Dataset START

use anyhow::{anyhow, bail, Result};
use clap::Args;
use tracing::{debug, info};
use urlencoding::encode;

use crate::{CacheEntry, INDEX_SHARD};

mod source;
pub use source::{AnySource, DirShardSource, HttpShardSource, ShardSource};

#[derive(Args)]
pub struct ResolveArgs {
    /// Site base URL serving /organizations/*.json, or a local shard directory
    #[arg(short, long, default_value = "public/organizations")]
    pub source: String,

    /// Facility grid base URL
    #[arg(short, long, env = "GRID_URL")]
    pub grid_url: String,

    /// Request timeout in seconds
    #[arg(short, long, default_value = "30")]
    pub timeout: u64,

    /// Organization names from the root level down
    #[arg(required = true)]
    pub names: Vec<String>,
}

#[derive(Debug, Clone, Default, PartialEq, Eq)]
pub enum ShardState {
    #[default]
    Idle,
    Loading,
    Loaded(Vec<CacheEntry>),
    Failed(String),
}

#[derive(Debug, Clone, PartialEq, Eq)]
pub struct ShardRequest {
    pub id: u64,
    pub shard: String,
}

#[derive(Debug, Clone)]
pub struct ShardResponse {
    pub request_id: u64,
    pub result: std::result::Result<Vec<CacheEntry>, String>,
}

/// Drill-down over the published shards.
///
/// Every shard load is tagged with a request id; only the response to the
/// most recent request is applied.
#[derive(Debug)]
pub struct OrgSelector {
    grid_url: String,
    path: Vec<CacheEntry>,
    candidates: ShardState,
    search: String,
    open: bool,
    issued: u64,
    latest: Option<u64>,
}

impl OrgSelector {
    pub fn new(grid_url: impl Into<String>) -> (Self, ShardRequest) {
        let mut selector = Self {
            grid_url: grid_url.into().trim_end_matches('/').to_string(),
            path: Vec::new(),
            candidates: ShardState::Idle,
            search: String::new(),
            open: false,
            issued: 0,
            latest: None,
        };
        let request = selector.request(INDEX_SHARD.to_string());
        (selector, request)
    }

    fn request(&mut self, shard: String) -> ShardRequest {
        self.issued += 1;
        self.latest = Some(self.issued);
        self.candidates = ShardState::Loading;
        ShardRequest {
            id: self.issued,
            shard,
        }
    }

    fn tail_shard(&self) -> String {
        self.path
            .last()
            .map(|org| org.id.clone())
            .unwrap_or_else(|| INDEX_SHARD.to_string())
    }

    pub fn path(&self) -> &[CacheEntry] {
        &self.path
    }

    pub fn candidates(&self) -> &ShardState {
        &self.candidates
    }

    pub fn search(&self) -> &str {
        &self.search
    }

    pub fn set_search(&mut self, text: &str) {
        self.search = text.to_string();
    }

    pub fn is_open(&self) -> bool {
        self.open
    }

    pub fn set_open(&mut self, open: bool) {
        self.open = open;
    }

    /// Appends `entry` to the path. Returns the next shard to load, or
    /// None when `entry` is a leaf.
    pub fn select(&mut self, entry: CacheEntry) -> Option<ShardRequest> {
        let has_children = entry.has_children;
        self.path.push(entry);
        self.open = false;
        self.search.clear();

        if has_children {
            Some(self.request(self.tail_shard()))
        } else {
            self.latest = None;
            self.candidates = ShardState::Idle;
            None
        }
    }

    /// Re-typing the input at `index` drops that level and everything below it.
    pub fn edit(&mut self, index: usize, text: &str) -> ShardRequest {
        self.path.truncate(index);
        self.search = text.to_string();
        self.open = true;
        self.request(self.tail_shard())
    }

    /// Returns false when the response belongs to a superseded request.
    pub fn apply(&mut self, response: ShardResponse) -> bool {
        if self.latest != Some(response.request_id) {
            debug!("Dropping stale shard response {}", response.request_id);
            return false;
        }
        self.latest = None;
        self.candidates = match response.result {
            Ok(entries) => ShardState::Loaded(entries),
            Err(error) => ShardState::Failed(error),
        };
        true
    }

    pub async fn load<S: ShardSource>(&mut self, source: &S, request: ShardRequest) -> bool {
        let result = source
            .fetch(&request.shard)
            .await
            .map_err(|e| format!("{:#}", e));
        self.apply(ShardResponse {
            request_id: request.id,
            result,
        })
    }

    pub fn visible_candidates(&self) -> Vec<&CacheEntry> {
        let ShardState::Loaded(entries) = &self.candidates else {
            return Vec::new();
        };
        let needle = self.search.trim().to_lowercase();
        entries
            .iter()
            .filter(|org| needle.is_empty() || org.name.to_lowercase().contains(&needle))
            .collect()
    }

    /// e.g. "Select district / local body"
    pub fn placeholder(&self) -> String {
        let mut types: Vec<&str> = Vec::new();
        if let ShardState::Loaded(entries) = &self.candidates {
            for org_type in entries.iter().filter_map(|org| org.org_type.as_deref()) {
                if !types.contains(&org_type) {
                    types.push(org_type);
                }
            }
        }
        format!("Select {}", types.join(" / ").replace('_', " "))
    }

    pub fn accepts_more(&self) -> bool {
        self.path.last().map_or(true, |org| org.has_children)
    }

    pub fn continue_url(&self) -> Option<String> {
        self.path.last().map(|org| {
            format!(
                "{}/facilities?organization={}",
                self.grid_url,
                encode(&org.id)
            )
        })
    }
}

/// Walks `names` level by level and returns the facility URL for the last one.
pub async fn resolve<S: ShardSource>(
    source: &S,
    grid_url: &str,
    names: &[String],
) -> Result<String> {
    let (mut selector, request) = OrgSelector::new(grid_url);
    let mut pending = Some(request);

    for name in names {
        let Some(request) = pending.take() else {
            let leaf = selector.path().last().map(|o| o.name.as_str()).unwrap_or("");
            bail!("{} has no sub-organizations, cannot select {}", leaf, name);
        };
        selector.load(source, request).await;

        let entry = match selector.candidates() {
            ShardState::Loaded(entries) => {
                let wanted = name.to_lowercase();
                entries
                    .iter()
                    .find(|org| org.name.to_lowercase() == wanted)
                    .cloned()
                    .ok_or_else(|| anyhow!("No organization named {:?} at this level", name))?
            }
            ShardState::Failed(error) => bail!("Failed to load organizations: {}", error),
            state => bail!("Shard not loaded: {:?}", state),
        };
        debug!("Selected {} ({})", entry.name, entry.id);
        pending = selector.select(entry);
    }

    selector
        .continue_url()
        .ok_or_else(|| anyhow!("No organization selected"))
}

pub fn run(args: ResolveArgs) -> Result<()> {
    let _ = tracing_subscriber::fmt()
        .with_env_filter(tracing_subscriber::EnvFilter::from_default_env())
        .try_init();

    let rt = tokio::runtime::Runtime::new()?;
    rt.block_on(run_async(args))
}

pub async fn run_async(args: ResolveArgs) -> Result<()> {
    let source = AnySource::from_arg(&args.source, args.timeout)?;
    let url = resolve(&source, &args.grid_url, &args.names).await?;
    info!("Resolved {} levels", args.names.len());
    println!("{}", url);
    Ok(())
}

Dataset END

_Work item_: Pull every line holding "format" out of the records.

_Expected output_:
            .map_err(|e| format!("{:#}", e));
        format!("Select {}", types.join(" / ").replace('_', " "))
            format!(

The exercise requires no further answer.